SRU announces inaugural President’s Awards for Civic Engagement
The first recipients of the President’s Award for Civic Engagement at Slippery Rock University include the Student Nonprofit Alliance receiving the Student Civic Leadership Award. Members of SNA have hosted events centered around public issues such as the Hunger Banquet, a poverty simulation event that raised money for the Slippery Rock Area School District Weekend Food Program.
March 28, 2018
SLIPPERY ROCK, Pa. - Slippery Rock University will present its inaugural President's Awards for Civic Engagement -- recognizing students, employees and community partners -- at a private reception, April 9, at the President's Residence.
SRU's Office of Civic Engagement Learning managed the process. Award winners were selected by OCEL-recruited independent selection committees that reviewed more than 20 nominees.
"The recipients represent excellence in community engagement," said Jeffrey Rathlef, SRU director of community-engaged learning. "By practicing civic engagement, they have further developed a culture of collaboration that has strengthened partnerships and addressed public issues. We're very pleased with the number of nominations, especially for the first year, and we plan to continue recognizing individuals each year."
The winner of the President's Student Civic Leadership Award, recognizing an individual student or student organization that models a deep commitment to civic responsibility and leadership, is the Student Nonprofit Alliance. The SNA, a student-run nonprofit organization, has integrated civic engagement into the university experience by choosing a public issue to address for one week each semester and hosting events around issues such as mental health, poverty, homelessness and hunger. The SNA has worked with community agencies such as the Butler County Department of Human Services to receive funding for a youth leadership program called "SPEAK UP," as well as a program for adults with intellectual disabilities called "We Belong Together."
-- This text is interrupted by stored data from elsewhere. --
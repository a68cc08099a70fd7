//! Catalog HTTP handlers

use axum::{
    extract::{Path, Query, State},
    http::StatusCode,
    response::IntoResponse,
    Json,
};
use uuid::Uuid;

use crate::handlers::store::ListQuery;
use crate::middleware::CurrentUser;
use crate::services::product::{CreateProductInput, ProductService, UpdateProductInput};
use crate::AppState;
use shared::models::UserRole;

/// List products: sellers see their own catalog, students see everything
pub async fn list_products(
    State(state): State<AppState>,
    current_user: CurrentUser,
    Query(query): Query<ListQuery>,
) -> impl IntoResponse {
    let service = ProductService::new(state.db.clone());

    let result = match current_user.0.role {
        UserRole::Seller => {
            service
                .list_by_store(current_user.0.profile_id, query.limit)
                .await
        }
        UserRole::Student => service.list_all(query.limit).await,
    };

    match result {
        Ok(products) => {
            (StatusCode::OK, Json(serde_json::json!({ "products": products }))).into_response()
        }
        Err(e) => e.into_response(),
    }
}

/// List a specific store's products
pub async fn list_store_products(
    State(state): State<AppState>,
    Path(store_id): Path<Uuid>,
    Query(query): Query<ListQuery>,
) -> impl IntoResponse {
    let service = ProductService::new(state.db.clone());

    match service.list_by_store(store_id, query.limit).await {
        Ok(products) => {
            (StatusCode::OK, Json(serde_json::json!({ "products": products }))).into_response()
        }
        Err(e) => e.into_response(),
    }
}

/// Get a product by id
pub async fn get_product(
    State(state): State<AppState>,
    Path(product_id): Path<Uuid>,
) -> impl IntoResponse {
    let service = ProductService::new(state.db.clone());

    match service.get_product(product_id).await {
        Ok(product) => (StatusCode::OK, Json(product)).into_response(),
        Err(e) => e.into_response(),
    }
}

/// Create a product in the seller's catalog
pub async fn create_product(
    State(state): State<AppState>,
    current_user: CurrentUser,
    Json(input): Json<CreateProductInput>,
) -> impl IntoResponse {
    let store_id = match current_user.0.store_id() {
        Ok(id) => id,
        Err(e) => return e.into_response(),
    };
    let service = ProductService::new(state.db.clone());

    match service.create_product(store_id, input).await {
        Ok(product) => (StatusCode::CREATED, Json(product)).into_response(),
        Err(e) => e.into_response(),
    }
}

/// Update a product in the seller's catalog
pub async fn update_product(
    State(state): State<AppState>,
    current_user: CurrentUser,
    Path(product_id): Path<Uuid>,
    Json(input): Json<UpdateProductInput>,
) -> impl IntoResponse {
    let store_id = match current_user.0.store_id() {
        Ok(id) => id,
        Err(e) => return e.into_response(),
    };
    let service = ProductService::new(state.db.clone());

    match service.update_product(store_id, product_id, input).await {
        Ok(product) => (StatusCode::OK, Json(product)).into_response(),
        Err(e) => e.into_response(),
    }
}

/// Delete a product from the seller's catalog
pub async fn delete_product(
    State(state): State<AppState>,
    current_user: CurrentUser,
    Path(product_id): Path<Uuid>,
) -> impl IntoResponse {
    let store_id = match current_user.0.store_id() {
        Ok(id) => id,
        Err(e) => return e.into_response(),
    };
    let service = ProductService::new(state.db.clone());

    match service.delete_product(store_id, product_id).await {
        Ok(()) => StatusCode::NO_CONTENT.into_response(),
        Err(e) => e.into_response(),
    }
}
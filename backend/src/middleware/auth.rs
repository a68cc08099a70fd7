//! Authentication middleware
//!
//! JWT authentication and role gating. The authenticated user travels with
//! the request as an extension, never as ambient global state.

use axum::{
    extract::Request,
    http::{header::AUTHORIZATION, StatusCode},
    middleware::Next,
    response::{IntoResponse, Response},
    Json,
};
use shared::models::UserRole;
use uuid::Uuid;

use crate::error::{AppError, ErrorResponse};

/// Authenticated user information extracted from JWT
#[derive(Clone, Debug)]
pub struct AuthUser {
    pub user_id: Uuid,
    pub role: UserRole,
    /// Student profile id for students, store id for sellers
    pub profile_id: Uuid,
}

impl AuthUser {
    /// The seller's store id, or a permission error
    pub fn store_id(&self) -> Result<Uuid, AppError> {
        match self.role {
            UserRole::Seller => Ok(self.profile_id),
            UserRole::Student => Err(AppError::InsufficientPermissions),
        }
    }

    /// The student's profile id, or a permission error
    pub fn student_id(&self) -> Result<Uuid, AppError> {
        match self.role {
            UserRole::Student => Ok(self.profile_id),
            UserRole::Seller => Err(AppError::InsufficientPermissions),
        }
    }
}

/// Authentication middleware that validates JWT tokens
/// Note: This middleware extracts and validates the JWT token from the
/// Authorization header. Token validation is done inline to avoid state
/// dependency issues.
pub async fn auth_middleware(mut request: Request, next: Next) -> Response {
    // Extract Authorization header
    let auth_header = request
        .headers()
        .get(AUTHORIZATION)
        .and_then(|h| h.to_str().ok());

    let token = match auth_header {
        Some(header) if header.starts_with("Bearer ") => &header[7..],
        _ => {
            return unauthorized_response("Missing or invalid Authorization header");
        }
    };

    // Get JWT secret from environment (fallback for middleware without state)
    let jwt_secret = std::env::var("GROCTO__JWT__SECRET")
        .or_else(|_| std::env::var("GROCTO_JWT_SECRET"))
        .unwrap_or_else(|_| "development-secret-key".to_string());

    let claims = match decode_jwt(token, &jwt_secret) {
        Ok(claims) => claims,
        Err(msg) => {
            return unauthorized_response(&msg);
        }
    };

    // Parse identity from claims
    let user_id = match Uuid::parse_str(&claims.sub) {
        Ok(id) => id,
        Err(_) => return unauthorized_response("Invalid user ID in token"),
    };

    let profile_id = match Uuid::parse_str(&claims.profile_id) {
        Ok(id) => id,
        Err(_) => return unauthorized_response("Invalid profile ID in token"),
    };

    let role = match UserRole::from_str(&claims.role) {
        Some(role) => role,
        None => return unauthorized_response("Invalid role in token"),
    };

    // Create AuthUser and insert into request extensions
    let auth_user = AuthUser {
        user_id,
        role,
        profile_id,
    };

    request.extensions_mut().insert(auth_user);

    next.run(request).await
}

/// JWT claims structure
#[derive(Debug, serde::Serialize, serde::Deserialize)]
pub struct Claims {
    pub sub: String,
    pub role: String,
    pub profile_id: String,
    pub exp: i64,
    pub iat: i64,
}

/// Decode and validate JWT token
fn decode_jwt(token: &str, secret: &str) -> Result<Claims, String> {
    use jsonwebtoken::{decode, DecodingKey, Validation};

    decode::<Claims>(
        token,
        &DecodingKey::from_secret(secret.as_bytes()),
        &Validation::default(),
    )
    .map(|data| data.claims)
    .map_err(|e| format!("Invalid token: {}", e))
}

/// Create unauthorized response
fn unauthorized_response(message: &str) -> Response {
    let error = ErrorResponse {
        error: crate::error::ErrorDetail {
            code: "UNAUTHORIZED".to_string(),
            message: message.to_string(),
            field: None,
        },
    };

    (StatusCode::UNAUTHORIZED, Json(error)).into_response()
}

/// Extractor for authenticated user
/// Use this in handlers to get the current user
#[derive(Clone, Debug)]
pub struct CurrentUser(pub AuthUser);

#[axum::async_trait]
impl<S> axum::extract::FromRequestParts<S> for CurrentUser
where
    S: Send + Sync,
{
    type Rejection = (StatusCode, Json<ErrorResponse>);

    async fn from_request_parts(
        parts: &mut axum::http::request::Parts,
        _state: &S,
    ) -> Result<Self, Self::Rejection> {
        parts
            .extensions
            .get::<AuthUser>()
            .cloned()
            .map(CurrentUser)
            .ok_or_else(|| {
                let error = ErrorResponse {
                    error: crate::error::ErrorDetail {
                        code: "UNAUTHORIZED".to_string(),
                        message: "Authentication required".to_string(),
                        field: None,
                    },
                };
                (StatusCode::UNAUTHORIZED, Json(error))
            })
    }
}
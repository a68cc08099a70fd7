//! Seller-defined delivery slots

use rust_decimal::Decimal;
use serde::{Deserialize, Serialize};
use uuid::Uuid;

use crate::types::TimeOfDay;

/// A delivery time window published by a store, with its fee
///
/// Invariant: `start_time < end_time`. Slots are not guaranteed to be
/// disjoint; the matcher resolves overlaps deterministically.
#[derive(Debug, Clone, Serialize, Deserialize)]
pub struct DeliverySlot {
    pub id: Uuid,
    pub store_id: Uuid,
    pub start_time: TimeOfDay,
    pub end_time: TimeOfDay,
    pub delivery_fee: Decimal,
}
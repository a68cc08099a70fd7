//! Authentication HTTP handlers

use axum::{extract::State, http::StatusCode, response::IntoResponse, Json};

use crate::middleware::CurrentUser;
use crate::services::auth::{AuthService, LoginInput, RegisterSellerInput, RegisterStudentInput};
use crate::AppState;

/// Register a student account
pub async fn register_student(
    State(state): State<AppState>,
    Json(input): Json<RegisterStudentInput>,
) -> impl IntoResponse {
    let service = AuthService::new(state.db.clone(), &state.config);

    match service.register_student(input).await {
        Ok(response) => (StatusCode::CREATED, Json(response)).into_response(),
        Err(e) => e.into_response(),
    }
}

/// Register a seller account with their store
pub async fn register_seller(
    State(state): State<AppState>,
    Json(input): Json<RegisterSellerInput>,
) -> impl IntoResponse {
    let service = AuthService::new(state.db.clone(), &state.config);

    match service.register_seller(input).await {
        Ok(response) => (StatusCode::CREATED, Json(response)).into_response(),
        Err(e) => e.into_response(),
    }
}

/// Log in with email and password
pub async fn login(
    State(state): State<AppState>,
    Json(input): Json<LoginInput>,
) -> impl IntoResponse {
    let service = AuthService::new(state.db.clone(), &state.config);

    match service.login(input).await {
        Ok(response) => (StatusCode::OK, Json(response)).into_response(),
        Err(e) => e.into_response(),
    }
}

/// Who am I (session check)
pub async fn me(current_user: CurrentUser) -> impl IntoResponse {
    Json(serde_json::json!({
        "userId": current_user.0.user_id,
        "role": current_user.0.role,
        "profileId": current_user.0.profile_id,
    }))
}
//! Offer HTTP handlers

use axum::{
    extract::{Path, Query, State},
    http::StatusCode,
    response::IntoResponse,
    Json,
};
use uuid::Uuid;

use crate::handlers::store::ListQuery;
use crate::middleware::CurrentUser;
use crate::services::offer::{OfferInput, OfferService};
use crate::AppState;

/// Active offers across all stores (dashboard banners)
pub async fn list_active_offers(
    State(state): State<AppState>,
    Query(query): Query<ListQuery>,
) -> impl IntoResponse {
    let service = OfferService::new(state.db.clone());

    match service.list_active(query.limit).await {
        Ok(offers) => {
            (StatusCode::OK, Json(serde_json::json!({ "offers": offers }))).into_response()
        }
        Err(e) => e.into_response(),
    }
}

/// A store's active offers (student store page)
pub async fn list_store_offers(
    State(state): State<AppState>,
    Path(store_id): Path<Uuid>,
) -> impl IntoResponse {
    let service = OfferService::new(state.db.clone());

    match service.list_active_for_store(store_id).await {
        Ok(offers) => {
            (StatusCode::OK, Json(serde_json::json!({ "offers": offers }))).into_response()
        }
        Err(e) => e.into_response(),
    }
}

/// All of the seller's offers, active or not
pub async fn list_my_offers(
    State(state): State<AppState>,
    current_user: CurrentUser,
) -> impl IntoResponse {
    let store_id = match current_user.0.store_id() {
        Ok(id) => id,
        Err(e) => return e.into_response(),
    };
    let service = OfferService::new(state.db.clone());

    match service.list_by_store(store_id).await {
        Ok(offers) => {
            (StatusCode::OK, Json(serde_json::json!({ "offers": offers }))).into_response()
        }
        Err(e) => e.into_response(),
    }
}

/// Post a new offer
pub async fn create_offer(
    State(state): State<AppState>,
    current_user: CurrentUser,
    Json(input): Json<OfferInput>,
) -> impl IntoResponse {
    let store_id = match current_user.0.store_id() {
        Ok(id) => id,
        Err(e) => return e.into_response(),
    };
    let service = OfferService::new(state.db.clone());

    match service.create_offer(store_id, input).await {
        Ok(offer) => (StatusCode::CREATED, Json(offer)).into_response(),
        Err(e) => e.into_response(),
    }
}

/// Update an offer
pub async fn update_offer(
    State(state): State<AppState>,
    current_user: CurrentUser,
    Path(offer_id): Path<Uuid>,
    Json(input): Json<OfferInput>,
) -> impl IntoResponse {
    let store_id = match current_user.0.store_id() {
        Ok(id) => id,
        Err(e) => return e.into_response(),
    };
    let service = OfferService::new(state.db.clone());

    match service.update_offer(store_id, offer_id, input).await {
        Ok(offer) => (StatusCode::OK, Json(offer)).into_response(),
        Err(e) => e.into_response(),
    }
}

/// Delete an offer (the only way an offer ever disappears)
pub async fn delete_offer(
    State(state): State<AppState>,
    current_user: CurrentUser,
    Path(offer_id): Path<Uuid>,
) -> impl IntoResponse {
    let store_id = match current_user.0.store_id() {
        Ok(id) => id,
        Err(e) => return e.into_response(),
    };
    let service = OfferService::new(state.db.clone());

    match service.delete_offer(store_id, offer_id).await {
        Ok(()) => StatusCode::NO_CONTENT.into_response(),
        Err(e) => e.into_response(),
    }
}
"Receiving this award is exciting because working in the nonprofit sector is sometimes a thankless job and to be recognized is very meaningful," said Madison Roxbury, a senior dual major in communication and interdisciplinary studies from Butler, who serves as SNA's director of external affairs. "Civic engagement is important to us because we focus on social justice issues and it's important to get people involved and mobilize people to help."
The winner of the President's Civic Engagement Ambassador Award, recognizing an individual or group from SRU's faculty or staff that has advanced the University's civic mission, are three faculty members from the recreational therapy program: Betsy Kemeny, assistant professor; Colleen Cooke, professor; and Deborah Hutchins, assistant professor and chair of the Department of Parks, Conservation and Recreational Therapy.
The trio has formed strong partnerships that have supported student civic action and service learning opportunities with several agencies. Examples include Kemeny partnering with the Butler YMCA and SRU's Storm Harbor Equestrian Center to run programs for youth on the autism spectrum, called Camp ROCK and the TRAILS program, respectively, as well as a program at Storm Harbor for disabled military veterans through the Veterans Administration. Cooke and Hutchins have partnered with group homes and personal care homes such as Allegheny Valley Schools and La Casa, respectively, to provide recreational therapy services and interventions conducted by SRU students, as well as other programs that have supported adults with visual impairments, mental illnesses and other physical challenges.
"The work we do with our partners teaches our students advocacy for people with disabilities," Cooke said. "These are important learning opportunities so that the students can apply what they learn in the classroom and it teaches them how to get involved and work with other people."
"It's always good to be recognized, but it's not why we do it," Hutchins said. "Doing all these activities and integrating them into the classroom takes a considerable amount of time and energy beyond just teaching a class, but it really benefits the students and (based on our feedback) the practical experience is what is remembered and valued the most."
The winner of the President's Community Partner Award, recognizing a community-based organization that has improved the community through a reciprocal partnership with SRU, is the Human Services Center, a mental health treatment provider in New Castle.
The HSC, of one of the agencies that partners with SRU's Social Work Department, provides students with service-learning opportunities that are incorporated with classes through each of the four years of the program. SRU students learn from HSC practitioners and by their junior year, design and facilitate educational group sessions with HSC clients, helping them develop life skills to become independent and integrated members of the community. Additionally, at least two SRU students intern with HSC each semester and during the summer.
"I've never received any awards like this before, so it was unexpected and really cool to be recognized," said Laurlyn Smith, HSC's psychiatric rehabilitation services director. "I love working with the students and having them work with our folks. It's a wonderful experience for the students because we all learn a lot in the classroom, but it's nothing like working with real people, especially when you're going to be working with them in the field."